Task requirements: Only the lines from the beginning of the data below through the line containing "use crate::page::DashboardPage;" belong in the response, each copied exactly.

Data for this task:
★ ★ ★

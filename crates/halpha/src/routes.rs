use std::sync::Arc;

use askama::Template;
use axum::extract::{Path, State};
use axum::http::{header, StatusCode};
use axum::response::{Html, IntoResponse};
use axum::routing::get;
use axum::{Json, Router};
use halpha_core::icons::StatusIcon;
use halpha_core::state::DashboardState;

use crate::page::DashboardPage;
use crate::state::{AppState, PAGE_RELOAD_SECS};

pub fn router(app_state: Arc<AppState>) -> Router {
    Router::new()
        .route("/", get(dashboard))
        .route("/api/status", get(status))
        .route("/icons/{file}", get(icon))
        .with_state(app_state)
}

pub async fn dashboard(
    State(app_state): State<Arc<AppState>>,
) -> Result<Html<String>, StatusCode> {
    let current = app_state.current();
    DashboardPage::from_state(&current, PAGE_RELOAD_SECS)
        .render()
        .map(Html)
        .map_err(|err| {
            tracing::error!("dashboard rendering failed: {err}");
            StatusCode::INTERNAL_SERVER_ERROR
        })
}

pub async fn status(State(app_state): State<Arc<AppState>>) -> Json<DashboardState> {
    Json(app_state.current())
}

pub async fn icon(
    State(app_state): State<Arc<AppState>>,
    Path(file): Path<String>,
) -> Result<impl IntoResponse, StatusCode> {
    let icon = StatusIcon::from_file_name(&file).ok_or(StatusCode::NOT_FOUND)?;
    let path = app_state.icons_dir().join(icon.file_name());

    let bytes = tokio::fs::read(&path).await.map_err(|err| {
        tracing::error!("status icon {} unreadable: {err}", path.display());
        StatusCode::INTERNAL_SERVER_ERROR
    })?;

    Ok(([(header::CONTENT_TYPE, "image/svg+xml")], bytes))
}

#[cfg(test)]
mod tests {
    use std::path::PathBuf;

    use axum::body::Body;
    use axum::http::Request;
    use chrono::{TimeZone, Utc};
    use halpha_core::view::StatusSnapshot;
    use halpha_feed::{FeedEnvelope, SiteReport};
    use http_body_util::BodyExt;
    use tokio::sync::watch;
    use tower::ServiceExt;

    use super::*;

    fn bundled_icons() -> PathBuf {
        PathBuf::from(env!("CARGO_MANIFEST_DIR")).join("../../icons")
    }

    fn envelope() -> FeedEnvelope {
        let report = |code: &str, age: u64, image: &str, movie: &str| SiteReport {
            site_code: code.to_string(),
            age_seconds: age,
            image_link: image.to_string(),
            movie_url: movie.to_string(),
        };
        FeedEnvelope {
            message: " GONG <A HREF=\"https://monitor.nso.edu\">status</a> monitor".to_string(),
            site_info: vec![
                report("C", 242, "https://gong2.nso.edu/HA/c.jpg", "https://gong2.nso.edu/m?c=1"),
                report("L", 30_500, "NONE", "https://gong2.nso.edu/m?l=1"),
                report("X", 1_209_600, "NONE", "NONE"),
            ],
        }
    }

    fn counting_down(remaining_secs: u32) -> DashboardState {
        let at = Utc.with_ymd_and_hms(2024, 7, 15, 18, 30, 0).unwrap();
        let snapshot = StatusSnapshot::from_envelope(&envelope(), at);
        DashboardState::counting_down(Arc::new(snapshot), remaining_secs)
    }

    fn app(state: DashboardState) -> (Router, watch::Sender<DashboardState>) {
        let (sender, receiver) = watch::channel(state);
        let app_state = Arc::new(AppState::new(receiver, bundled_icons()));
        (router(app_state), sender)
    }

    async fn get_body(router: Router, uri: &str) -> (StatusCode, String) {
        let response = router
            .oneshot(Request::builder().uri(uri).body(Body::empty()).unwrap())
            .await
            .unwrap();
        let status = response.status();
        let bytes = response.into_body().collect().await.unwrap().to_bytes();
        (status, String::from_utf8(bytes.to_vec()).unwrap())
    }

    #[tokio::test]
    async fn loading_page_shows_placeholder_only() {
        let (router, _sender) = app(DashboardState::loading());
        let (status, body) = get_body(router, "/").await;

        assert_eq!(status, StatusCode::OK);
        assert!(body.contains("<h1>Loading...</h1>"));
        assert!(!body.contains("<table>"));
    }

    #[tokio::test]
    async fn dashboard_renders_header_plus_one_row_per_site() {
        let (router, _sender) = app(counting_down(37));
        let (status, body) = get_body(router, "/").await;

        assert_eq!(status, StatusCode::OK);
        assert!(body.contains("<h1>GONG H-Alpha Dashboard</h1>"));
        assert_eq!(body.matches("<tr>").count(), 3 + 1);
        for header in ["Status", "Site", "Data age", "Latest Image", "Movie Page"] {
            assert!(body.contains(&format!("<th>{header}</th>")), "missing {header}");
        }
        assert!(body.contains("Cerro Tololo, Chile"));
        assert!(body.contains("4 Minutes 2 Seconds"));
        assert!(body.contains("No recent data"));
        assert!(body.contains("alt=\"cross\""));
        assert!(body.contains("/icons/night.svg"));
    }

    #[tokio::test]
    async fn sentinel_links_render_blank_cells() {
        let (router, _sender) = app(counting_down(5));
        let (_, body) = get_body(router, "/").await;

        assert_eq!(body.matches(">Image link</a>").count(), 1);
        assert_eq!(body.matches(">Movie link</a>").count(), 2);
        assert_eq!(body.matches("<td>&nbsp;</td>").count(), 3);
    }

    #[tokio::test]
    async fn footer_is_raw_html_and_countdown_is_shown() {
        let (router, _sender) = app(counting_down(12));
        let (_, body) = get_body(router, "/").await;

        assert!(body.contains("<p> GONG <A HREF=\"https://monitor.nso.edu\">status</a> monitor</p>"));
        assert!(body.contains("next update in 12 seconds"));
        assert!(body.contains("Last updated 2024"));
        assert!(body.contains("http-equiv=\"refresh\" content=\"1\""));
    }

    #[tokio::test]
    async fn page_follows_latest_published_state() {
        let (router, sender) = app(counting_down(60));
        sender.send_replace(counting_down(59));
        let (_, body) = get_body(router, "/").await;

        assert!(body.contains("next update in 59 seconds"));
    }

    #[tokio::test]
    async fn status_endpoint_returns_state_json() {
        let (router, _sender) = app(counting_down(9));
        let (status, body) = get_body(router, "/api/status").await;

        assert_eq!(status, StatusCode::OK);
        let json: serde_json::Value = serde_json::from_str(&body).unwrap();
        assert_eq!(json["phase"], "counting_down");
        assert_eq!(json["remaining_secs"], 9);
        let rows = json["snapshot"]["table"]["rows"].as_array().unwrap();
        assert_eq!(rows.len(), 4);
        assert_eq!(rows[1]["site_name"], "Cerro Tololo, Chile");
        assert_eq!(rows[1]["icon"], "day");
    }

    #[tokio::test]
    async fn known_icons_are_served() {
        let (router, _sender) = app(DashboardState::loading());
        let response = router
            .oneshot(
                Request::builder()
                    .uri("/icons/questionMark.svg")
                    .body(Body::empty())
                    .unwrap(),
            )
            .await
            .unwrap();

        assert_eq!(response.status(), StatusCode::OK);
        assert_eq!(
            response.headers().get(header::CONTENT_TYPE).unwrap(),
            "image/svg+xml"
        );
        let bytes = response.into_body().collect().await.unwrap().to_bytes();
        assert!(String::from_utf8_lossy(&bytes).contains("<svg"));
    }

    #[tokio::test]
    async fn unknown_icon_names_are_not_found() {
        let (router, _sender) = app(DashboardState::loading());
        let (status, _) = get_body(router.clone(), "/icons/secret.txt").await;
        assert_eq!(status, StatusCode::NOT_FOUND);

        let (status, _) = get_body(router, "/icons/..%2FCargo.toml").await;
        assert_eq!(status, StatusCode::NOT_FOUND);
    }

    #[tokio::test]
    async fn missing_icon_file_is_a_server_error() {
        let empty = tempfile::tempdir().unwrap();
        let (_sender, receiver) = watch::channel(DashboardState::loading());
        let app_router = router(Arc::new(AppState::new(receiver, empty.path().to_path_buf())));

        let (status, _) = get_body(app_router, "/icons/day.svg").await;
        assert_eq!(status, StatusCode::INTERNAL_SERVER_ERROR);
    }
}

★ ★ ★

Response area:
filename crates/halpha/src/routes.rs
use std::sync::Arc;

use askama::Template;
use axum::extract::{Path, State};
use axum::http::{header, StatusCode};
use axum::response::{Html, IntoResponse};
use axum::routing::get;
use axum::{Json, Router};
use halpha_core::icons::StatusIcon;
use halpha_core::state::DashboardState;

use crate::page::DashboardPage;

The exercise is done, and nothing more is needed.